● **Extracted material**
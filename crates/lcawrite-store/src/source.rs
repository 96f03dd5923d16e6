use lcawrite_core::reference::{LookupError, RecordSource, SourceRecord};

use crate::{RecordStore, StoreError, with_retries};

/// Exposes a [`RecordStore`] as the reference resolver's record source.
pub struct StoreSource<'a> {
    store: &'a dyn RecordStore,
    retries: usize,
}

impl<'a> StoreSource<'a> {
    pub fn new(store: &'a dyn RecordStore, retries: usize) -> Self {
        Self { store, retries }
    }
}

impl RecordSource for StoreSource<'_> {
    fn fetch_record(&self, table: &str, id: &str) -> Result<Option<SourceRecord>, LookupError> {
        let record = with_retries(self.retries, || self.store.fetch(table, id))
            .map_err(|err: StoreError| LookupError(err.to_string()))?;
        Ok(record.map(|record| SourceRecord {
            version: Some(record.version),
            content: record.content,
        }))
    }
}

#[cfg(test)]
mod tests {
    use super::*;
    use crate::{MemoryStore, StoredRecord};
    use serde_json::json;

    #[test]
    fn maps_records_and_errors() {
        let store = MemoryStore::new();
        store.insert("contacts", StoredRecord {
            id: "c1".into(),
            content: json!({"contactDataSet": {}}),
            version: "01.00.000".into(),
            state: None,
            user_id: None,
        });
        let source = StoreSource::new(&store, 0);

        let found = source.fetch_record("contacts", "c1").unwrap().unwrap();
        assert_eq!(found.version.as_deref(), Some("01.00.000"));
        assert!(source.fetch_record("contacts", "missing").unwrap().is_none());

        store.fail_next(1);
        let err = source.fetch_record("contacts", "c1").unwrap_err();
        assert!(err.0.contains("injected failure"));
    }

    #[test]
    fn retries_transient_lookup_failures() {
        let store = MemoryStore::new();
        store.insert("sources", StoredRecord {
            id: "s1".into(),
            content: json!({}),
            version: "00.00.001".into(),
            state: None,
            user_id: None,
        });
        store.fail_next(2);
        let source = StoreSource::new(&store, 2);
        assert!(source.fetch_record("sources", "s1").unwrap().is_some());
    }
}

● **What the task requires**
The records above should be repeated exactly. Print them all.

● **Task answer**
filename crates/lcawrite-store/src/source.rs
repository 96f03dd5923d16e6
use lcawrite_core::reference::{LookupError, RecordSource, SourceRecord};

use crate::{RecordStore, StoreError, with_retries};

/// Exposes a [`RecordStore`] as the reference resolver's record source.
pub struct StoreSource<'a> {
    store: &'a dyn RecordStore,
    retries: usize,
}

impl<'a> StoreSource<'a> {
    pub fn new(store: &'a dyn RecordStore, retries: usize) -> Self {
        Self { store, retries }
    }
}

impl RecordSource for StoreSource<'_> {
    fn fetch_record(&self, table: &str, id: &str) -> Result<Option<SourceRecord>, LookupError> {
        let record = with_retries(self.retries, || self.store.fetch(table, id))
            .map_err(|err: StoreError| LookupError(err.to_string()))?;
        Ok(record.map(|record| SourceRecord {
            version: Some(record.version),
            content: record.content,
        }))
    }
}

#[cfg(test)]
mod tests {
    use super::*;
    use crate::{MemoryStore, StoredRecord};
    use serde_json::json;

    #[test]
    fn maps_records_and_errors() {
        let store = MemoryStore::new();
        store.insert("contacts", StoredRecord {
            id: "c1".into(),
            content: json!({"contactDataSet": {}}),
            version: "01.00.000".into(),
            state: None,
            user_id: None,
        });
        let source = StoreSource::new(&store, 0);

        let found = source.fetch_record("contacts", "c1").unwrap().unwrap();
        assert_eq!(found.version.as_deref(), Some("01.00.000"));
        assert!(source.fetch_record("contacts", "missing").unwrap().is_none());

        store.fail_next(1);
        let err = source.fetch_record("contacts", "c1").unwrap_err();
        assert!(err.0.contains("injected failure"));
    }

    #[test]
    fn retries_transient_lookup_failures() {
        let store = MemoryStore::new();
        store.insert("sources", StoredRecord {
            id: "s1".into(),
            content: json!({}),
            version: "00.00.001".into(),
            state: None,
            user_id: None,
        });
        store.fail_next(2);
        let source = StoreSource::new(&store, 2);
        assert!(source.fetch_record("sources", "s1").unwrap().is_some());
    }
}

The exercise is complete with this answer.